Trump arrived Thursday evening, welcomed by the storm, tight traffic control and protesters in the city. Security, which included the presence of 32,000 police officers, was tight, and major roads were closed in nine areas of Osaka as authorities asked residents to avoid using their cars unless necessary.
A low pressure system brought rain to the area on Thursday afternoon, but little wind. Occasional heavy rain was forecast for late Thursday and Friday morning, the first day of the summit, creating concerns about possible delayed arrivals of some of the 30,000 expected attendees.
Several rallies to protest Trump, Abe, and the neo-liberal economic agenda of the G20 were scheduled. On Friday, one of the larger ones was set to take place in Osaka’s Tempozan Park, in the general vicinity of Intex Osaka, where the leaders are gathered.
A separate event sponsored by four environmental groups to protest the Abe government’s decision to continue with coal-fired power plants was also planned for Friday.
Japan has been heavily criticized by domestic and international environmental groups for that decision, as the world works to meet the 2015 Paris agreement’s goal of limiting the global temperature rise to 1.5 degrees Celsius by century’s end.
Given the “global trend towards a carbon-free society, the G20 Summit in which Japan assumes the presidency for the first time should be the perfect opportunity for Abe to demonstrate leadership in combating climate change by announcing Japan’s coal moratorium,” said Kimiko Hirata, international director of Kiko Network.
In what could cause trouble for Tokyo as it seeks improved ties with Beijing, China will also be the focus of demonstrators.

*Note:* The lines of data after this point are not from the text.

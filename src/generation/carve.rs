//! Applies carve operations to the region grid

use glam::{UVec3, Vec3};

use crate::density::CaveDensitySampler;
use crate::features::FeatureId;
use crate::math::Aabb;
use crate::voxel::{CarveAction, CarveOp, Material, Shape, SpatialBuffer};

/// Tube radius that always yields a face-connected cell chain:
/// just over half the cell diagonal.
pub const MIN_RADIUS_FACTOR: f32 = 0.87;

/// One applied carve, as written
#[derive(Clone, Debug, PartialEq)]
struct CarvedShape {
    owner: Option<FeatureId>,
    bounds: Aabb,
    shape: Shape,
}

/// What the run has carved so far. Guarded fills consult it so later tiers
/// never close space an earlier tier opened.
#[derive(Clone, Debug, Default, PartialEq)]
pub struct CarveLedger {
    carved: Vec<CarvedShape>,
    /// Open cells when the current tier started, by buffer index
    tier_open: Vec<bool>,
}

impl CarveLedger {
    pub fn new() -> Self {
        Self::default()
    }

    /// Snapshot the open cells; `Deposit` writes never touch them.
    pub fn begin_tier(&mut self, buffer: &SpatialBuffer) {
        self.tier_open = buffer.materials().iter().map(|m| m.is_open()).collect();
    }

    /// Cells count as protected until a tier has begun
    pub fn open_at_tier_start(&self, index: usize) -> bool {
        self.tier_open.get(index).copied().unwrap_or(true)
    }

    /// Carves recorded so far
    pub fn len(&self) -> usize {
        self.carved.len()
    }

    pub fn is_empty(&self) -> bool {
        self.carved.is_empty()
    }

    fn record(&mut self, owner: Option<FeatureId>, shape: Shape) {
        self.carved.push(CarvedShape { owner, bounds: shape.bounds(), shape });
    }
}

/// Writes shapes into a `SpatialBuffer`
pub struct Carver<'a> {
    sampler: &'a CaveDensitySampler,
    min_radius: f32,
    min_half: f32,
}

impl<'a> Carver<'a> {
    pub fn new(sampler: &'a CaveDensitySampler, resolution: f32) -> Self {
        Self {
            sampler,
            min_radius: resolution * MIN_RADIUS_FACTOR,
            min_half: resolution * 0.5,
        }
    }

    pub fn min_radius(&self) -> f32 {
        self.min_radius
    }

    /// Shape as it will actually be written
    pub fn effective_shape(&self, shape: &Shape) -> Shape {
        shape.clone().with_min_thickness(self.min_radius, self.min_half)
    }

    /// Apply one operation and record carves in `ledger`.
    /// Returns the number of cells visited.
    pub fn apply(&self, op: &CarveOp, buffer: &mut SpatialBuffer, ledger: &mut CarveLedger) -> u64 {
        let shape = self.effective_shape(&op.shape);
        let Some((lo, hi)) = buffer.cell_range(&shape.bounds()) else {
            return 0;
        };

        let mut visited = 0;
        for z in lo.z..hi.z {
            for y in lo.y..hi.y {
                for x in lo.x..hi.x {
                    visited += 1;
                    let cell = UVec3::new(x, y, z);
                    let p = buffer.cell_center(cell);
                    if !shape.contains(p, self.perturb(&shape, p)) {
                        continue;
                    }
                    match op.action {
                        CarveAction::Carve => {
                            if !buffer.is_open(cell) {
                                buffer.set(cell, Material::Air);
                            }
                        }
                        CarveAction::Fill(material) => buffer.set(cell, material),
                        CarveAction::Deposit(material) => {
                            if buffer.is_open(cell) && !ledger.open_at_tier_start(buffer.index(cell)) {
                                buffer.set(cell, material);
                            }
                        }
                        CarveAction::Refill(material) => {
                            if let Some(owner) = op.owner {
                                if self.carved_only_by(ledger, owner, p) {
                                    buffer.set(cell, material);
                                }
                            }
                        }
                    }
                }
            }
        }

        if op.action == CarveAction::Carve {
            ledger.record(op.owner, shape);
        }
        visited
    }

    fn perturb(&self, shape: &Shape, p: Vec3) -> f32 {
        if shape.roughness() > 0.0 { self.sampler.detail(p) } else { 0.0 }
    }

    /// `owner` carved the point and no other recorded carve covers it
    fn carved_only_by(&self, ledger: &CarveLedger, owner: FeatureId, p: Vec3) -> bool {
        let mut owned = false;
        for carved in &ledger.carved {
            if !carved.bounds.contains_point(p) || !carved.shape.contains(p, self.perturb(&carved.shape, p)) {
                continue;
            }
            if carved.owner != Some(owner) {
                return false;
            }
            owned = true;
        }
        owned
    }
}
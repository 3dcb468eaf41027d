//! Catalog of desired labels and issues, loaded from TOML
//!
//! ```toml
//! repository = "owner/name"
//! due_date = "2025-12-31"
//!
//! [[labels]]
//! name = "feature"
//! color = "0E8A16"
//! description = "Feature documentation"
//!
//! [[issues]]
//! title = "Search"
//! labels = ["feature"]
//! body = "Due {due_date}"
//! ```

use chrono::NaiveDate;
use serde::{Deserialize, Serialize};
use std::collections::HashSet;
use std::fmt;
use std::path::Path;

use crate::error::{Result, SyncError};
use crate::models::{DesiredResource, IssueSpec, LabelSpec};

/// Substitution field recognised in issue bodies
pub const DUE_DATE_PLACEHOLDER: &str = "{due_date}";

#[derive(Debug, Clone, Default, Serialize, Deserialize)]
#[serde(deny_unknown_fields)]
pub struct Catalog {
    /// Default target repository ("owner/name")
    pub repository: Option<String>,
    /// Value substituted for `{due_date}` in issue bodies
    pub due_date: Option<NaiveDate>,
    #[serde(default)]
    pub labels: Vec<CatalogLabel>,
    #[serde(default)]
    pub issues: Vec<CatalogIssue>,
}

#[derive(Debug, Clone, Serialize, Deserialize)]
#[serde(deny_unknown_fields)]
pub struct CatalogLabel {
    pub name: String,
    /// Hex color, with or without a leading `#`
    pub color: String,
    pub description: Option<String>,
}

#[derive(Debug, Clone, Serialize, Deserialize)]
#[serde(deny_unknown_fields)]
pub struct CatalogIssue {
    pub title: String,
    #[serde(default)]
    pub body: String,
    #[serde(default)]
    pub labels: Vec<String>,
}

#[derive(Debug, Clone, Copy, PartialEq, Eq, Serialize)]
#[serde(rename_all = "lowercase")]
pub enum Severity {
    Error,
    Warning,
}

/// Something wrong (or suspicious) in a catalog
#[derive(Debug, Clone, PartialEq, Eq, Serialize)]
pub struct CatalogProblem {
    pub severity: Severity,
    pub message: String,
}

impl fmt::Display for CatalogProblem {
    fn fmt(&self, f: &mut fmt::Formatter<'_>) -> fmt::Result {
        let tag = match self.severity {
            Severity::Error => "error",
            Severity::Warning => "warning",
        };
        write!(f, "{}: {}", tag, self.message)
    }
}

impl Catalog {
    pub fn from_toml_str(contents: &str) -> Result<Self> {
        toml::from_str(contents).map_err(|e| SyncError::Catalog(e.to_string()))
    }

    pub fn load(path: &Path) -> Result<Self> {
        let contents = std::fs::read_to_string(path)
            .map_err(|e| SyncError::Io(format!("{}: {}", path.display(), e)))?;
        toml::from_str(&contents)
            .map_err(|e| SyncError::Catalog(format!("{}: {}", path.display(), e)))
    }

    /// Desired labels, in catalog order, with colors normalised
    pub fn label_resources(&self) -> Vec<DesiredResource> {
        self.labels
            .iter()
            .map(|label| {
                DesiredResource::Label(LabelSpec {
                    name: label.name.clone(),
                    color: normalize_color(&label.color),
                    description: label.description.clone(),
                })
            })
            .collect()
    }

    /// Desired issues, in catalog order, with bodies rendered
    pub fn issue_resources(&self) -> Vec<DesiredResource> {
        self.issues
            .iter()
            .map(|issue| {
                let body = render_body(&issue.body, self.due_date);
                DesiredResource::Issue(IssueSpec {
                    title: issue.title.clone(),
                    body: (!body.trim().is_empty()).then_some(body),
                    labels: issue.labels.clone(),
                })
            })
            .collect()
    }

    pub fn validate(&self) -> Vec<CatalogProblem> {
        let mut problems = Vec::new();
        let mut label_names = HashSet::new();

        for label in &self.labels {
            if label.name.trim().is_empty() {
                problems.push(error("label with an empty name"));
                continue;
            }
            if !label_names.insert(label.name.as_str()) {
                problems.push(error(format!("label '{}' is defined twice", label.name)));
            }
            if !is_valid_color(&label.color) {
                problems.push(error(format!(
                    "label '{}' has invalid color '{}' (expected 6 hex digits)",
                    label.name, label.color
                )));
            }
        }

        let mut titles = HashSet::new();
        for issue in &self.issues {
            if issue.title.trim().is_empty() {
                problems.push(error("issue with an empty title"));
                continue;
            }
            if !titles.insert(issue.title.as_str()) {
                problems.push(warning(format!(
                    "issue '{}' appears more than once and will be created more than once",
                    issue.title
                )));
            }
            for name in &issue.labels {
                if !label_names.contains(name.as_str()) {
                    problems.push(warning(format!(
                        "issue '{}' uses label '{}' which the catalog does not define",
                        issue.title, name
                    )));
                }
            }
            if self.due_date.is_none() && issue.body.contains(DUE_DATE_PLACEHOLDER) {
                problems.push(error(format!(
                    "issue '{}' references {} but no due date is set",
                    issue.title, DUE_DATE_PLACEHOLDER
                )));
            }
        }

        problems
    }
}

/// Whether any problem is severe enough to refuse a run
pub fn has_errors(problems: &[CatalogProblem]) -> bool {
    problems.iter().any(|p| p.severity == Severity::Error)
}

fn error(message: impl Into<String>) -> CatalogProblem {
    CatalogProblem {
        severity: Severity::Error,
        message: message.into(),
    }
}

fn warning(message: impl Into<String>) -> CatalogProblem {
    CatalogProblem {
        severity: Severity::Warning,
        message: message.into(),
    }
}

/// Strip a leading `#` and surrounding whitespace
pub fn normalize_color(color: &str) -> String {
    color.trim().trim_start_matches('#').to_string()
}

fn is_valid_color(color: &str) -> bool {
    let color = normalize_color(color);
    color.len() == 6 && color.chars().all(|c| c.is_ascii_hexdigit())
}

fn render_body(template: &str, due_date: Option<NaiveDate>) -> String {
    match due_date {
        Some(date) => template.replace(DUE_DATE_PLACEHOLDER, &date.format("%Y-%m-%d").to_string()),
        None => template.to_string(),
    }
}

Exiled Uighur activist Rebiya Kadeer was due to speak to the media, give speeches, and participate in demonstrations in central Osaka on Friday and Saturday. She will join other activists to protest the Chinese government’s crackdown in Hong Kong on those who are demonstrating against a measure that would allow residents and visitors there to be extradited to mainland China for trial. On Wednesday, Hong Kong protesters delivered letters to consulates of Japan, the U.S., the U.K., and other countries, calling on them to raise the issue with Xi at the G20.
The Chinese government has said it will not allow discussion of the Hong Kong protests at the summit. But earlier this month, U.S. Secretary of State Mike Pompeo, in an interview with Fox television, said the protests would be a subject of discussion when Trump meets with Xi.
And despite Trump’s harsh words for Japan, he was still able to laud the country’s G20 leadership this year.
“The President, so far, has viewed Japan’s presidency as a tremendous success,” a senior Trump administration official said.
Asked about the chances of the grouping reaching a consensus despite a variety of thorny issues — including ocean plastic, trade and data governance — the official was noncommittal.
“You know, this communique is no different than any other in that ultimately it will depend on the final outcome as to whether or not it truly reflects consensus among the G20 economies,” the official said. “I mean, we’re certainly here and working towards that. The president is reviewing it. And we’ll see where we get to at the end of the week.”